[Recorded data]

= Beginning of Section =

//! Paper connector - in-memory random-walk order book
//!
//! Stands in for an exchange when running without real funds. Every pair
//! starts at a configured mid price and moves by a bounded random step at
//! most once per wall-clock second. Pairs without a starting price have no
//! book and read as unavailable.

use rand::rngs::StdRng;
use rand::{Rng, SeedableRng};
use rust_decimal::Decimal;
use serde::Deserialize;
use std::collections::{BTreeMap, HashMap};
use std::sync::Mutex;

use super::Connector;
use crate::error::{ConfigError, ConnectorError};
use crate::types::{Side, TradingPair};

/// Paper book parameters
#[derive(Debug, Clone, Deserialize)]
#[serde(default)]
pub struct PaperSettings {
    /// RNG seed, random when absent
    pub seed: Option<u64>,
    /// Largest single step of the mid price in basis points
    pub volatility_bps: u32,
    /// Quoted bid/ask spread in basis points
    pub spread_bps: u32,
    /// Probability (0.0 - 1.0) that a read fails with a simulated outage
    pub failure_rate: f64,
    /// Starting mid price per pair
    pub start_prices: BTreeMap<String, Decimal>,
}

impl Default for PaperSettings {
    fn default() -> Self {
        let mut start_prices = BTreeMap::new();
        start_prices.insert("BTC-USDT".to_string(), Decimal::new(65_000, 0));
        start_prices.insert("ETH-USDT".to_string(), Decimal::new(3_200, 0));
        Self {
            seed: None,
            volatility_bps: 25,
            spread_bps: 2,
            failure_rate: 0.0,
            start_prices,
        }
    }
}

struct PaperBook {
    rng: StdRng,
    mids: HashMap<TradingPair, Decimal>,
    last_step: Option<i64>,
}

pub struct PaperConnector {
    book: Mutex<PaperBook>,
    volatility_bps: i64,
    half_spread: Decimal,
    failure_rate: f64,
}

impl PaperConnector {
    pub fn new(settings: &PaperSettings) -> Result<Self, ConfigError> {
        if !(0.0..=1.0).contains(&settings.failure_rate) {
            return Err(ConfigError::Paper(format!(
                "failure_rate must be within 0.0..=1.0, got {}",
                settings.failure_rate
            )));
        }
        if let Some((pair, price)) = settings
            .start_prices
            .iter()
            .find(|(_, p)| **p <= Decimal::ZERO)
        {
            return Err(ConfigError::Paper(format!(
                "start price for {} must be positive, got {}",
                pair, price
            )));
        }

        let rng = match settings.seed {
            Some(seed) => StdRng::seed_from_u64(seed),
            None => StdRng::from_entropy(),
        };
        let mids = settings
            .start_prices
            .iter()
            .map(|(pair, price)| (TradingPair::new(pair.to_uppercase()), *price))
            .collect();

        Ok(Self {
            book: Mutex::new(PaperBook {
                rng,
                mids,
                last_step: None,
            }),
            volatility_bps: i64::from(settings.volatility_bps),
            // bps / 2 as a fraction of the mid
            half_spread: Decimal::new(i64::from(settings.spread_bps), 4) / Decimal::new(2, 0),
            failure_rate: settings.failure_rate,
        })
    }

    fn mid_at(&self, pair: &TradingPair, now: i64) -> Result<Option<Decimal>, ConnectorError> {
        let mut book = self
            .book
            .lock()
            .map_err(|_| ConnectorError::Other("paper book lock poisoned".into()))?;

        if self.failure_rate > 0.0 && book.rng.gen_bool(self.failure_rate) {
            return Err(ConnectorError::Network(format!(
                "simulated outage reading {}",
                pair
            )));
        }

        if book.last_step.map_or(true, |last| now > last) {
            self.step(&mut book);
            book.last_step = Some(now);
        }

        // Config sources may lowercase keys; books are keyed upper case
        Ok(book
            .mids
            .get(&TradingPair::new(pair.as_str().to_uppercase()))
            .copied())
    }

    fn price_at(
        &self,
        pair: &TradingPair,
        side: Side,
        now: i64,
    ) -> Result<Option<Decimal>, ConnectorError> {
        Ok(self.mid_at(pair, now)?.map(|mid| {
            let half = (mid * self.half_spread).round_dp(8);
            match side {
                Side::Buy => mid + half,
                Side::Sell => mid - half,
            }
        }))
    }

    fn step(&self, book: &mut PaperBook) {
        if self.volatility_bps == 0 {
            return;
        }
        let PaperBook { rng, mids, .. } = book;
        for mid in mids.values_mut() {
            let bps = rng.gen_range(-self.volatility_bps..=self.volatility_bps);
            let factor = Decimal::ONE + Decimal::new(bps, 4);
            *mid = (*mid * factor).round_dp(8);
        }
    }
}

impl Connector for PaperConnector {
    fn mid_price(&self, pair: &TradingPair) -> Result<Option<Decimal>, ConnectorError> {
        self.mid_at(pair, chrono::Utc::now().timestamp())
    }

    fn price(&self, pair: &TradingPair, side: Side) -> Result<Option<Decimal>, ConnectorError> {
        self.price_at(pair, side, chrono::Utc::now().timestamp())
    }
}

= End of Section =

> **WHAT TO PRODUCE**:
Copy out each entry once more, character for character.

> **EXPECTED ANSWER**:
//! Paper connector - in-memory random-walk order book
//!
//! Stands in for an exchange when running without real funds. Every pair
//! starts at a configured mid price and moves by a bounded random step at
//! most once per wall-clock second. Pairs without a starting price have no
//! book and read as unavailable.

use rand::rngs::StdRng;
use rand::{Rng, SeedableRng};
use rust_decimal::Decimal;
use serde::Deserialize;
use std::collections::{BTreeMap, HashMap};
use std::sync::Mutex;

use super::Connector;
use crate::error::{ConfigError, ConnectorError};
use crate::types::{Side, TradingPair};

/// Paper book parameters
#[derive(Debug, Clone, Deserialize)]
#[serde(default)]
pub struct PaperSettings {
    /// RNG seed, random when absent
    pub seed: Option<u64>,
    /// Largest single step of the mid price in basis points
    pub volatility_bps: u32,
    /// Quoted bid/ask spread in basis points
    pub spread_bps: u32,
    /// Probability (0.0 - 1.0) that a read fails with a simulated outage
    pub failure_rate: f64,
    /// Starting mid price per pair
    pub start_prices: BTreeMap<String, Decimal>,
}

impl Default for PaperSettings {
    fn default() -> Self {
        let mut start_prices = BTreeMap::new();
        start_prices.insert("BTC-USDT".to_string(), Decimal::new(65_000, 0));
        start_prices.insert("ETH-USDT".to_string(), Decimal::new(3_200, 0));
        Self {
            seed: None,
            volatility_bps: 25,
            spread_bps: 2,
            failure_rate: 0.0,
            start_prices,
        }
    }
}

struct PaperBook {
    rng: StdRng,
    mids: HashMap<TradingPair, Decimal>,
    last_step: Option<i64>,
}

pub struct PaperConnector {
    book: Mutex<PaperBook>,
    volatility_bps: i64,
    half_spread: Decimal,
    failure_rate: f64,
}

impl PaperConnector {
    pub fn new(settings: &PaperSettings) -> Result<Self, ConfigError> {
        if !(0.0..=1.0).contains(&settings.failure_rate) {
            return Err(ConfigError::Paper(format!(
                "failure_rate must be within 0.0..=1.0, got {}",
                settings.failure_rate
            )));
        }
        if let Some((pair, price)) = settings
            .start_prices
            .iter()
            .find(|(_, p)| **p <= Decimal::ZERO)
        {
            return Err(ConfigError::Paper(format!(
                "start price for {} must be positive, got {}",
                pair, price
            )));
        }

        let rng = match settings.seed {
            Some(seed) => StdRng::seed_from_u64(seed),
            None => StdRng::from_entropy(),
        };
        let mids = settings
            .start_prices
            .iter()
            .map(|(pair, price)| (TradingPair::new(pair.to_uppercase()), *price))
            .collect();

        Ok(Self {
            book: Mutex::new(PaperBook {
                rng,
                mids,
                last_step: None,
            }),
            volatility_bps: i64::from(settings.volatility_bps),
            // bps / 2 as a fraction of the mid
            half_spread: Decimal::new(i64::from(settings.spread_bps), 4) / Decimal::new(2, 0),
            failure_rate: settings.failure_rate,
        })
    }

    fn mid_at(&self, pair: &TradingPair, now: i64) -> Result<Option<Decimal>, ConnectorError> {
        let mut book = self
            .book
            .lock()
            .map_err(|_| ConnectorError::Other("paper book lock poisoned".into()))?;

        if self.failure_rate > 0.0 && book.rng.gen_bool(self.failure_rate) {
            return Err(ConnectorError::Network(format!(
                "simulated outage reading {}",
                pair
            )));
        }

        if book.last_step.map_or(true, |last| now > last) {
            self.step(&mut book);
            book.last_step = Some(now);
        }

        // Config sources may lowercase keys; books are keyed upper case
        Ok(book
            .mids
            .get(&TradingPair::new(pair.as_str().to_uppercase()))
            .copied())
    }

    fn price_at(
        &self,
        pair: &TradingPair,
        side: Side,
        now: i64,
    ) -> Result<Option<Decimal>, ConnectorError> {
        Ok(self.mid_at(pair, now)?.map(|mid| {
            let half = (mid * self.half_spread).round_dp(8);
            match side {
                Side::Buy => mid + half,
                Side::Sell => mid - half,
            }
        }))
    }

    fn step(&self, book: &mut PaperBook) {
        if self.volatility_bps == 0 {
            return;
        }
        let PaperBook { rng, mids, .. } = book;
        for mid in mids.values_mut() {
            let bps = rng.gen_range(-self.volatility_bps..=self.volatility_bps);
            let factor = Decimal::ONE + Decimal::new(bps, 4);
            *mid = (*mid * factor).round_dp(8);
        }
    }
}

impl Connector for PaperConnector {
    fn mid_price(&self, pair: &TradingPair) -> Result<Option<Decimal>, ConnectorError> {
        self.mid_at(pair, chrono::Utc::now().timestamp())
    }

    fn price(&self, pair: &TradingPair, side: Side) -> Result<Option<Decimal>, ConnectorError> {
        self.price_at(pair, side, chrono::Utc::now().timestamp())
    }
}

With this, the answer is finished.